[Records excerpted from a collection]
//! Bearer token model and its serialized form.

// std
use std::time::Duration as StdDuration;
// crates.io
use time::format_description::well_known::Rfc3339;
// self
use crate::{_prelude::*, auth::Secret};

/// Short-lived bearer token with an absolute expiry.
///
/// Tokens are replaced wholesale on refresh; nothing mutates one in place.
#[derive(Clone, PartialEq, Eq)]
pub struct Token {
	/// Bearer value; callers must avoid logging it.
	pub value: Secret,
	/// Instant after which the token is no longer usable.
	pub expires_at: OffsetDateTime,
}
impl Token {
	/// Creates a token from its value and expiry.
	pub fn new(value: impl Into<String>, expires_at: OffsetDateTime) -> Self {
		Self { value: Secret::new(value), expires_at }
	}

	/// Returns `true` while `now` is strictly before the expiry.
	pub fn is_valid_at(&self, now: OffsetDateTime) -> bool {
		self.expires_at > now
	}

	/// Checks validity against the current UTC clock.
	pub fn is_valid(&self) -> bool {
		self.is_valid_at(OffsetDateTime::now_utc())
	}

	/// Delay until a proactive refresh should fire: `ratio × (expires_at - now)`, floored at zero.
	pub fn refresh_delay_at(&self, ratio: f64, now: OffsetDateTime) -> StdDuration {
		let remaining = self.expires_at - now;

		if !remaining.is_positive() {
			return StdDuration::ZERO;
		}

		StdDuration::try_from(remaining * ratio).unwrap_or(StdDuration::ZERO)
	}
}
impl Debug for Token {
	fn fmt(&self, f: &mut Formatter) -> FmtResult {
		f.debug_struct("Token")
			.field("value", &"<redacted>")
			.field("expires_at", &self.expires_at)
			.finish()
	}
}

/// JSON form `{ "token", "expiresAt" }` shared by the token endpoint and persisted entries.
#[derive(Clone, Debug, PartialEq, Eq, Serialize, Deserialize)]
#[serde(rename_all = "camelCase")]
pub struct StoredToken {
	/// Bearer value.
	pub token: String,
	/// ISO-8601 expiry timestamp.
	pub expires_at: String,
}
impl StoredToken {
	/// Parses the expiry and yields a [`Token`], or `None` when the timestamp is malformed.
	pub fn into_token(self) -> Option<Token> {
		let expires_at = OffsetDateTime::parse(self.expires_at.trim(), &Rfc3339).ok()?;

		if self.token.is_empty() {
			return None;
		}

		Some(Token::new(self.token, expires_at))
	}
}
impl From<&Token> for StoredToken {
	fn from(token: &Token) -> Self {
		let expires_at = token
			.expires_at
			.format(&Rfc3339)
			.unwrap_or_else(|_| token.expires_at.unix_timestamp().to_string());

		Self { token: token.value.expose().to_owned(), expires_at }
	}
}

EXERCISE PROMPT :: For this exercise, restate each of the entries without any deviation.

ANSWER ::
//! Bearer token model and its serialized form.

// std
use std::time::Duration as StdDuration;
// crates.io
use time::format_description::well_known::Rfc3339;
// self
use crate::{_prelude::*, auth::Secret};

/// Short-lived bearer token with an absolute expiry.
///
/// Tokens are replaced wholesale on refresh; nothing mutates one in place.
#[derive(Clone, PartialEq, Eq)]
pub struct Token {
	/// Bearer value; callers must avoid logging it.
	pub value: Secret,
	/// Instant after which the token is no longer usable.
	pub expires_at: OffsetDateTime,
}
impl Token {
	/// Creates a token from its value and expiry.
	pub fn new(value: impl Into<String>, expires_at: OffsetDateTime) -> Self {
		Self { value: Secret::new(value), expires_at }
	}

	/// Returns `true` while `now` is strictly before the expiry.
	pub fn is_valid_at(&self, now: OffsetDateTime) -> bool {
		self.expires_at > now
	}

	/// Checks validity against the current UTC clock.
	pub fn is_valid(&self) -> bool {
		self.is_valid_at(OffsetDateTime::now_utc())
	}

	/// Delay until a proactive refresh should fire: `ratio × (expires_at - now)`, floored at zero.
	pub fn refresh_delay_at(&self, ratio: f64, now: OffsetDateTime) -> StdDuration {
		let remaining = self.expires_at - now;

		if !remaining.is_positive() {
			return StdDuration::ZERO;
		}

		StdDuration::try_from(remaining * ratio).unwrap_or(StdDuration::ZERO)
	}
}
impl Debug for Token {
	fn fmt(&self, f: &mut Formatter) -> FmtResult {
		f.debug_struct("Token")
			.field("value", &"<redacted>")
			.field("expires_at", &self.expires_at)
			.finish()
	}
}

/// JSON form `{ "token", "expiresAt" }` shared by the token endpoint and persisted entries.
#[derive(Clone, Debug, PartialEq, Eq, Serialize, Deserialize)]
#[serde(rename_all = "camelCase")]
pub struct StoredToken {
	/// Bearer value.
	pub token: String,
	/// ISO-8601 expiry timestamp.
	pub expires_at: String,
}
impl StoredToken {
	/// Parses the expiry and yields a [`Token`], or `None` when the timestamp is malformed.
	pub fn into_token(self) -> Option<Token> {
		let expires_at = OffsetDateTime::parse(self.expires_at.trim(), &Rfc3339).ok()?;

		if self.token.is_empty() {
			return None;
		}

		Some(Token::new(self.token, expires_at))
	}
}
impl From<&Token> for StoredToken {
	fn from(token: &Token) -> Self {
		let expires_at = token
			.expires_at
			.format(&Rfc3339)
			.unwrap_or_else(|_| token.expires_at.unix_timestamp().to_string());

		Self { token: token.value.expose().to_owned(), expires_at }
	}
}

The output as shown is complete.